A former Wild Salmon Center scientist has been tracking the restoration of Shiretoko National Park for nearly 15 years. This summer, its rivers (and wild salmon) are breathing a bit easier.
Back in 2006, Dr. Pete Rand was waist-deep in the Rusha, one of the most important rivers for masu, chum, and pink salmon in Hokkaido, in northernmost Japan. Around him stretched the island’s remote Shiretoko National Park, a 149-square-mile area newly listed as a UNESCO World Natural Heritage Site, singled out for its “outstanding universal value” and supposed connectivity from ocean to forest. And yet, here he was, staring at concrete barriers.

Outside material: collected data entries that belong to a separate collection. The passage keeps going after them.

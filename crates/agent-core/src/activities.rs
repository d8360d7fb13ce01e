//! Composition-root facade (§5/§9: "the `Activities` struct is shared,
//! stateless per request, and safe for concurrent use").
//!
//! Activities never call each other directly — each method here is a thin,
//! independent entry point the durable runtime schedules; shared logic
//! lives inside the individual components, not in cross-activity calls
//! through this facade. Every field is an `Arc`, so `Activities` itself
//! holds no per-request state and is cheap to clone and share across
//! worker threads.

use crate::citation::{CitationEngine, CitationResult};
use crate::error::AgentCoreError;
use crate::forced_tool::ForcedToolPath;
use crate::p2p::P2PMessaging;
use crate::query_recorder::{QueryRecorder, RecordQueryInput};
use crate::research_refiner::{ResearchPlan, ResearchRefiner};
use crate::roles::RoleDiscovery;
use crate::selection::{epsilon_greedy, ucb1};
use crate::semantic_memory::{MemoryItem, SemanticMemoryFetch};
use crate::subquery::{Subquery, SubqueryGenInput, SubqueryGenerator};
use crate::tool_cost::ToolCostCache;
use crate::types::{AgentExecutionInput, AgentExecutionResult, AgentPerformance, Citation, ClaimMapping, MessageTag, P2PMessage, WorkspaceEntry};
use std::sync::Arc;

use crate::pipeline::AgentExecutionPipeline;

/// Bundles every activity this crate exposes behind one shared handle.
/// A host binary builds one `Activities` at startup and clones it (cheap —
/// every field is an `Arc`) into each worker.
#[derive(Clone)]
pub struct Activities {
    pipeline: Arc<AgentExecutionPipeline>,
    forced_tool: Arc<ForcedToolPath>,
    semantic_memory: Arc<SemanticMemoryFetch>,
    query_recorder: Arc<QueryRecorder>,
    research_refiner: Arc<ResearchRefiner>,
    subquery_generator: Arc<SubqueryGenerator>,
    citation_engine: Arc<CitationEngine>,
    role_discovery: Arc<RoleDiscovery>,
    tool_cost: Arc<ToolCostCache>,
    p2p: Arc<P2PMessaging>,
}

impl Activities {
    pub fn new(
        pipeline: Arc<AgentExecutionPipeline>,
        forced_tool: Arc<ForcedToolPath>,
        semantic_memory: Arc<SemanticMemoryFetch>,
        query_recorder: Arc<QueryRecorder>,
        research_refiner: Arc<ResearchRefiner>,
        subquery_generator: Arc<SubqueryGenerator>,
        citation_engine: Arc<CitationEngine>,
        role_discovery: Arc<RoleDiscovery>,
        tool_cost: Arc<ToolCostCache>,
        p2p: Arc<P2PMessaging>,
    ) -> Self {
        Self {
            pipeline,
            forced_tool,
            semantic_memory,
            query_recorder,
            research_refiner,
            subquery_generator,
            citation_engine,
            role_discovery,
            tool_cost,
            p2p,
        }
    }

    /// C5: run the full agent execution pipeline for one subtask.
    pub async fn execute_agent(
        &self,
        input: AgentExecutionInput,
        runtime_workflow_id: &str,
    ) -> Result<AgentExecutionResult, AgentCoreError> {
        self.pipeline.execute(input, runtime_workflow_id).await
    }

    /// C6: the forced-tool bypass path, when a caller already knows which
    /// tool must run and wants to skip planning.
    pub async fn execute_forced_tool(
        &self,
        input: &AgentExecutionInput,
        runtime_workflow_id: &str,
    ) -> Result<AgentExecutionResult, AgentCoreError> {
        self.forced_tool.execute(input, runtime_workflow_id).await
    }

    /// C7: semantic memory fetch for session/tenant-scoped context.
    pub async fn fetch_semantic_memory(
        &self,
        session_id: &str,
        tenant_id: &str,
        query: &str,
        top_k: usize,
        threshold: f32,
    ) -> Vec<MemoryItem> {
        self.semantic_memory.fetch(session_id, tenant_id, query, top_k, threshold).await
    }

    /// C8: best-effort query/answer recording for future semantic recall.
    pub async fn record_query(&self, input: RecordQueryInput) -> Result<Option<Vec<String>>, AgentCoreError> {
        self.query_recorder.record(input).await
    }

    /// C9: one-shot research refinement into a structured plan.
    pub async fn refine_research(&self, query: &str, agent_id: &str) -> ResearchPlan {
        self.research_refiner.refine(query, agent_id).await
    }

    /// C10: subquery generation for a research iteration.
    pub async fn generate_subqueries(&self, input: &SubqueryGenInput, agent_id: &str) -> Vec<Subquery> {
        self.subquery_generator.generate(input, agent_id).await
    }

    /// C11: citation placement (indexed protocol, inline fallback).
    pub async fn place_citations(
        &self,
        report: &str,
        citations: &[Citation],
        agent_id: &str,
    ) -> Result<CitationResult, AgentCoreError> {
        self.citation_engine.place(report, citations, agent_id).await
    }

    /// C11: citation placement when claim-source matching already ran.
    pub async fn place_verified_citations(
        &self,
        report: &str,
        citations: &[Citation],
        mappings: &[ClaimMapping],
        agent_id: &str,
    ) -> Result<CitationResult, AgentCoreError> {
        self.citation_engine.place_verified(report, citations, mappings, agent_id).await
    }

    /// C3: allowed tools for a role.
    pub async fn allowed_tools_for_role(&self, role: &str) -> Vec<String> {
        self.role_discovery.allowed_tools(role).await
    }

    /// C2: per-tool USD cost, TTL-cached.
    pub async fn tool_cost(&self, tool: &str) -> f64 {
        self.tool_cost.get(tool).await
    }

    /// C12: ε-greedy agent selection. Pure and synchronous — no activity
    /// suspension needed, but exposed here so callers go through one facade.
    pub fn select_agent_epsilon_greedy(
        &self,
        performances: &[AgentPerformance],
        available_agent_ids: &[String],
        epsilon: f64,
    ) -> String {
        epsilon_greedy(performances, available_agent_ids, epsilon)
    }

    /// C12: UCB1 agent selection.
    pub fn select_agent_ucb1(&self, performances: &[AgentPerformance]) -> String {
        ucb1(performances)
    }

    /// C14: send a P2P message.
    pub async fn send_message(
        &self,
        workflow_id: &str,
        from: &str,
        to: &str,
        tag: MessageTag,
        payload: serde_json::Map<String, serde_json::Value>,
    ) -> Result<P2PMessage, AgentCoreError> {
        self.p2p.send(workflow_id, from, to, tag, payload).await
    }

    /// C14: fetch a mailbox's trailing window.
    pub async fn fetch_messages(
        &self,
        workflow_id: &str,
        to: &str,
        since_seq: u64,
        limit: Option<i64>,
    ) -> Result<Vec<P2PMessage>, AgentCoreError> {
        self.p2p.fetch(workflow_id, to, since_seq, limit).await
    }

    /// C14: append to the shared workspace ledger.
    pub async fn append_workspace(
        &self,
        workflow_id: &str,
        agent_id: &str,
        topic: &str,
        payload: serde_json::Map<String, serde_json::Value>,
    ) -> Result<WorkspaceEntry, AgentCoreError> {
        self.p2p.append_workspace(workflow_id, agent_id, topic, payload).await
    }

    /// C14: fetch a workspace topic's trailing window.
    pub async fn fetch_workspace(
        &self,
        workflow_id: &str,
        topic: &str,
        since_seq: u64,
        limit: Option<i64>,
    ) -> Result<Vec<WorkspaceEntry>, AgentCoreError> {
        self.p2p.fetch_workspace(workflow_id, topic, since_seq, limit).await
    }
}

#[cfg(test)]
mod tests {
    use super::*;
    use crate::event_bus::EventPublisher;
    use crate::metrics::noop;
    use crate::policy::PolicyGate;
    use crate::test_support::{FakeAgentService, FakeEmbeddingService, FakeKvStore, FakeLlmServiceBuilder, FakePolicyEngine, FakeVectorStore};
    use crate::types::{ContextMap, ExecutionMode};
    use std::time::Duration;

    fn activities() -> Activities {
        let llm = Arc::new(FakeLlmServiceBuilder::new().build());
        let policy = Arc::new(PolicyGate::new(Arc::new(FakePolicyEngine::default()), noop()));
        let tool_cost = Arc::new(ToolCostCache::new(llm.clone(), Duration::from_secs(60)));
        let events = Arc::new(EventPublisher::new());
        let embedding = Arc::new(FakeEmbeddingService::default());
        let vector_store = Arc::new(FakeVectorStore::default());
        let kv = Arc::new(FakeKvStore::default());

        let pipeline = Arc::new(AgentExecutionPipeline::new(
            llm.clone(),
            Arc::new(FakeAgentService::default()),
            policy.clone(),
            tool_cost.clone(),
            events.clone(),
            noop(),
            crate::config::FeatureConfig::default(),
        ));
        let forced_tool = Arc::new(ForcedToolPath::new(llm.clone(), tool_cost.clone(), events.clone()));
        let semantic_memory = Arc::new(SemanticMemoryFetch::new(embedding.clone(), vector_store.clone(), noop()));
        let query_recorder = Arc::new(QueryRecorder::new(embedding, vector_store));
        let research_refiner = Arc::new(ResearchRefiner::new(llm.clone()));
        let subquery_generator = Arc::new(SubqueryGenerator::new(llm.clone()));
        let citation_engine = Arc::new(CitationEngine::new(llm.clone()));
        let role_discovery = Arc::new(RoleDiscovery::new(llm));
        let p2p = Arc::new(P2PMessaging::new(kv, policy, events));

        Activities::new(
            pipeline,
            forced_tool,
            semantic_memory,
            query_recorder,
            research_refiner,
            subquery_generator,
            citation_engine,
            role_discovery,
            tool_cost,
            p2p,
        )
    }

    fn sample_input() -> AgentExecutionInput {
        AgentExecutionInput {
            query: "2 + 2".into(),
            agent_id: "agent-1".into(),
            mode: ExecutionMode::Simple,
            session_id: "sess-1".into(),
            parent_workflow_id: None,
            conversation_history: vec![],
            persona_id: None,
            suggested_tools: vec![],
            tool_parameters: None,
            context: ContextMap::new(),
            model_override: None,
            provider_override: None,
        }
    }

    #[tokio::test]
    async fn execute_agent_delegates_to_the_pipeline() {
        let result = activities().execute_agent(sample_input(), "wf-1").await.unwrap();
        assert!(result.success);
    }

    #[tokio::test]
    async fn clone_is_cheap_and_shares_state() {
        let a = activities();
        let b = a.clone();
        // Both handles see the same underlying tool-cost cache.
        let cost_a = a.tool_cost("search").await;
        let cost_b = b.tool_cost("search").await;
        assert_eq!(cost_a, cost_b);
    }

    #[tokio::test]
    async fn selection_helpers_are_exposed_without_suspension() {
        let performances = vec![AgentPerformance {
            agent_id: "solo".into(),
            success_rate: 1.0,
            run_count: 10,
            avg_tokens: 100.0,
            avg_duration_ms: 50.0,
        }];
        assert_eq!(activities().select_agent_ucb1(&performances), "solo");
    }
}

“Frankly, it was surprising to see the number of dams,” said Rand, a scientist with Prince William Sound Science Center who at the time worked for Wild Salmon Center. “I had this idea what a World Heritage Site should look like: natural. And this wasn’t in any kind of natural state.”
That, said Rand, was a problem, one he reported to UNESCO as chair of the IUCN Salmonid Specialist Group. Shiretoko’s watersheds were in fact highly disconnected—by 123 in-stream dams and structures, most built in the 1970s. Thirty-one of them served little modern purpose, other than to block salmon. Rand’s IUCN report strongly recommended these structures be modified or removed, to allow fish free passage. It would be a win for salmon, for the park’s grizzly population (Japan’s largest), and for tourists who came to see those bears, healthy and happily feeding on fish.
Yet little had changed eight years later, when Rand returned for an assessment. The park’s salmon hatchery had been decommissioned, and some dams had been “modified” with carved notches that might—in high water events at least—have allowed for incrementally better fish passage. Otherwise, the Rusha’s hatchery dams remained intact. And elsewhere in the park, steel-girded soil erosion dams still blocked the natural flow of sediment and rocks for habitat.
Rand was dismayed by the sluggishness of Shiretoko’s restoration—and surprised. “Every year or so, World Heritage reassesses all their sites, so there’s always a risk of losing that status,” he explained. “This is one of very few sites [in Japan] that have that international recognition—it’s really important to Japanese tourism.”
I had this kind of idea of what a World Heritage Site should look like: natural. And this wasn’t in any kind of natural state.
Rand again filed his reports. And when he next returned to Shiretoko, this past summer, his surprise was of the nice kind. Along the Rusha, two of three concrete dams had been stripped down to below the water line—a start. On the Okkabaka River, in-stream steel girding had been hacked back, with plans to completely remove the structures.
“It was dramatic to see the changes,” said Rand. “I’ve been frustrated; the pace of change has been very slow. But I was definitely pleased with this development.”
The full undamming of the Rusha and other rivers will take several more years, according to current schedules. But decades of restoration work isn’t unusual in the world of salmon conservation, where turtle-like progress—in this case, literally chipping away at concrete—is far more typical than, say, the sudden dynamiting of a large mainstem dam.
It’s work that wouldn’t happen at all, said WSC’s Western Pacific Director Mariusz Wroblewski, without the patient, persistent monitoring of dogged scientists like Pete Rand.
“This puts Japan within sight of an important milestone, one Pete and his colleagues have been working toward for years,” said Wroblewski. “It’s thanks to his diligence that we are this close to achieving free-flowing salmon rivers in Shiretoko.”
Once achieved, the undamming of Shiretoko’s rivers for salmon will represent something unprecedented in Japan.
“There’s only one other example of dam removal [in Japan],” explained Rand, “and it had nothing to do with salmon. This is the first example of a dam removed to return a river to its natural state. It’s never been done before in Japan.”
This is the first example of a dam removed to return a river to its natural state. It’s never been done before in Japan.